Stored data
------------------------------------

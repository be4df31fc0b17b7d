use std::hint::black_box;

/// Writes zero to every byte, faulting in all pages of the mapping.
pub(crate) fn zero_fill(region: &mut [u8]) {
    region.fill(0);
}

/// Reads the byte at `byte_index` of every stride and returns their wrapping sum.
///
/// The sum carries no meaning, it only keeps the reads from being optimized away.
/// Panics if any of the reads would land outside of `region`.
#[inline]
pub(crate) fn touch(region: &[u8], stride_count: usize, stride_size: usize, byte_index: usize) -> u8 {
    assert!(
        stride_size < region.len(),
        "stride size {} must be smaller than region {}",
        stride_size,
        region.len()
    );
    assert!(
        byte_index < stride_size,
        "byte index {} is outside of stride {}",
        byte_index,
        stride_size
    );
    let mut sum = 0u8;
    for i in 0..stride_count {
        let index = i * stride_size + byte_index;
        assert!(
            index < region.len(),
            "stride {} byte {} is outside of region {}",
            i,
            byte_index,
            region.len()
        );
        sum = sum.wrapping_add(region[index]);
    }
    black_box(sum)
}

------------------------------------

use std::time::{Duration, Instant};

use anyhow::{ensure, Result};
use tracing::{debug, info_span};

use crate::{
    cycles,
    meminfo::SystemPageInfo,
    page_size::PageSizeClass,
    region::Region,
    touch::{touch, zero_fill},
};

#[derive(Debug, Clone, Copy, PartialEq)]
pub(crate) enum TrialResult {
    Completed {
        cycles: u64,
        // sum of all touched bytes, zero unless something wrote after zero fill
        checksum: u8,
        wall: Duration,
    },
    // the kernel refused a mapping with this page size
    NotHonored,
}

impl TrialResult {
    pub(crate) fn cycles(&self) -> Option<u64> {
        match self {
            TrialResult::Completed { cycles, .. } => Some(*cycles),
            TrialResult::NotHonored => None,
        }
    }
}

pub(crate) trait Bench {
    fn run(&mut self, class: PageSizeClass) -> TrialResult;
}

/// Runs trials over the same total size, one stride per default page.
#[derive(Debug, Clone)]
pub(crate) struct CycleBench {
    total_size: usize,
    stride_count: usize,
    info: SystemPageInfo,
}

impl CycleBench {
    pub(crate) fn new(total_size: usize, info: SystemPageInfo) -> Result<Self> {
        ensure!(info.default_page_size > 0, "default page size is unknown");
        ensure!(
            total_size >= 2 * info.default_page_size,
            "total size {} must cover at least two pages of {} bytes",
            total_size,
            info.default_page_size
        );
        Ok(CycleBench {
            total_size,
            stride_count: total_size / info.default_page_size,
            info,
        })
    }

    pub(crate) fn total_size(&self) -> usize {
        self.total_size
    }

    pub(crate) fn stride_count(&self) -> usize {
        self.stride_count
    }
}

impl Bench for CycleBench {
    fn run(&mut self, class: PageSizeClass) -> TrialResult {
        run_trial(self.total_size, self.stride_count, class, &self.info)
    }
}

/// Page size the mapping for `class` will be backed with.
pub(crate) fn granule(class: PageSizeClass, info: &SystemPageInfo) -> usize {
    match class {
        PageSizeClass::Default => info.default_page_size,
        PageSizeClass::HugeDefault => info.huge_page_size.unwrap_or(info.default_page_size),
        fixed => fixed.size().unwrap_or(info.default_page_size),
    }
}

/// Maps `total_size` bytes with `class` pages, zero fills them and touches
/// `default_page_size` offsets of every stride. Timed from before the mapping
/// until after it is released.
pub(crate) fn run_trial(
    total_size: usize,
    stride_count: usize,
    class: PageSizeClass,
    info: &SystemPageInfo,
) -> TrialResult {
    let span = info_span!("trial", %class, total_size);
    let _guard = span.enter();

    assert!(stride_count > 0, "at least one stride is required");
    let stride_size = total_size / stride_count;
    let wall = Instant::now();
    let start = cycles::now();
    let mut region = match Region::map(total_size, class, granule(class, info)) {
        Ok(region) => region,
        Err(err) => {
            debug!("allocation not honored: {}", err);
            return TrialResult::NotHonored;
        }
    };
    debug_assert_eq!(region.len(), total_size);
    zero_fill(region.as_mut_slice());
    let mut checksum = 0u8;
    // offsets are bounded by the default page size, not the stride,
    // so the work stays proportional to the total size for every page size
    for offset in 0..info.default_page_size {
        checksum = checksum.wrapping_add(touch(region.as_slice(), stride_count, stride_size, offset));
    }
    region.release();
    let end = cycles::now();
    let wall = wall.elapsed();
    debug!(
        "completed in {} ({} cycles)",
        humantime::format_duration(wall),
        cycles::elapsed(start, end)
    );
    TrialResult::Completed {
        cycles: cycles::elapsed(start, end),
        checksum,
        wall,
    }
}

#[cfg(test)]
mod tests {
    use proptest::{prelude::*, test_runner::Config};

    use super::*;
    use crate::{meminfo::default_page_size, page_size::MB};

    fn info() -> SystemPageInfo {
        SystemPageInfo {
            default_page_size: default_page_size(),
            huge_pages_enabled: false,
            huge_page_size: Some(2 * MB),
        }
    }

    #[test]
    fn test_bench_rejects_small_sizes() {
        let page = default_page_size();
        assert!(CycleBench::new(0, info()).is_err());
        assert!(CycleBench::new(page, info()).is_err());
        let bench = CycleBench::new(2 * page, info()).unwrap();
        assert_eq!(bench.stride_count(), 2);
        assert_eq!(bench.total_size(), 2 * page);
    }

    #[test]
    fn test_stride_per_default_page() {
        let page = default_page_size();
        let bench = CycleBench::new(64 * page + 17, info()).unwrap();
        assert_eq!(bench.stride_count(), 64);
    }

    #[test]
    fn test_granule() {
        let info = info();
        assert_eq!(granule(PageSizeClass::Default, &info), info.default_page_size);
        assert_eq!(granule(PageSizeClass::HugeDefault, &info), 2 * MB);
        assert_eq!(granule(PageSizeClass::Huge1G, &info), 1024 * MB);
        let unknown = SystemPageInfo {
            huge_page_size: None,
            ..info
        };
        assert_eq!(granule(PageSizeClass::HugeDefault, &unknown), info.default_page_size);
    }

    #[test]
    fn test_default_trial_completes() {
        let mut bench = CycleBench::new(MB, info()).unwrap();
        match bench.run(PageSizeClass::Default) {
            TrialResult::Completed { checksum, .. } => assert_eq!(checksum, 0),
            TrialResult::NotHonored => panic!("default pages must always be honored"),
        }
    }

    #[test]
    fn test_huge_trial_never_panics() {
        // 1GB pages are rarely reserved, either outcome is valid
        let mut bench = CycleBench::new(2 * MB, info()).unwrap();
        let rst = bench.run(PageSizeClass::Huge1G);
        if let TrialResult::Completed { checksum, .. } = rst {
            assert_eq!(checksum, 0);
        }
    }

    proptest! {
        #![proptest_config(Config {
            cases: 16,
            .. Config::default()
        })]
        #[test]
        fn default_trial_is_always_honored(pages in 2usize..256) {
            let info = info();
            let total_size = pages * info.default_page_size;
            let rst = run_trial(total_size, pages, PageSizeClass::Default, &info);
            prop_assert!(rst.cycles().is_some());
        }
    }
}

------------------------------------

EXERCISE: Which lines in the data above hold the word "must"? Return each of them.

TASK SOLUTION:
        "stride size {} must be smaller than region {}",
            "total size {} must cover at least two pages of {} bytes",
            TrialResult::NotHonored => panic!("default pages must always be honored"),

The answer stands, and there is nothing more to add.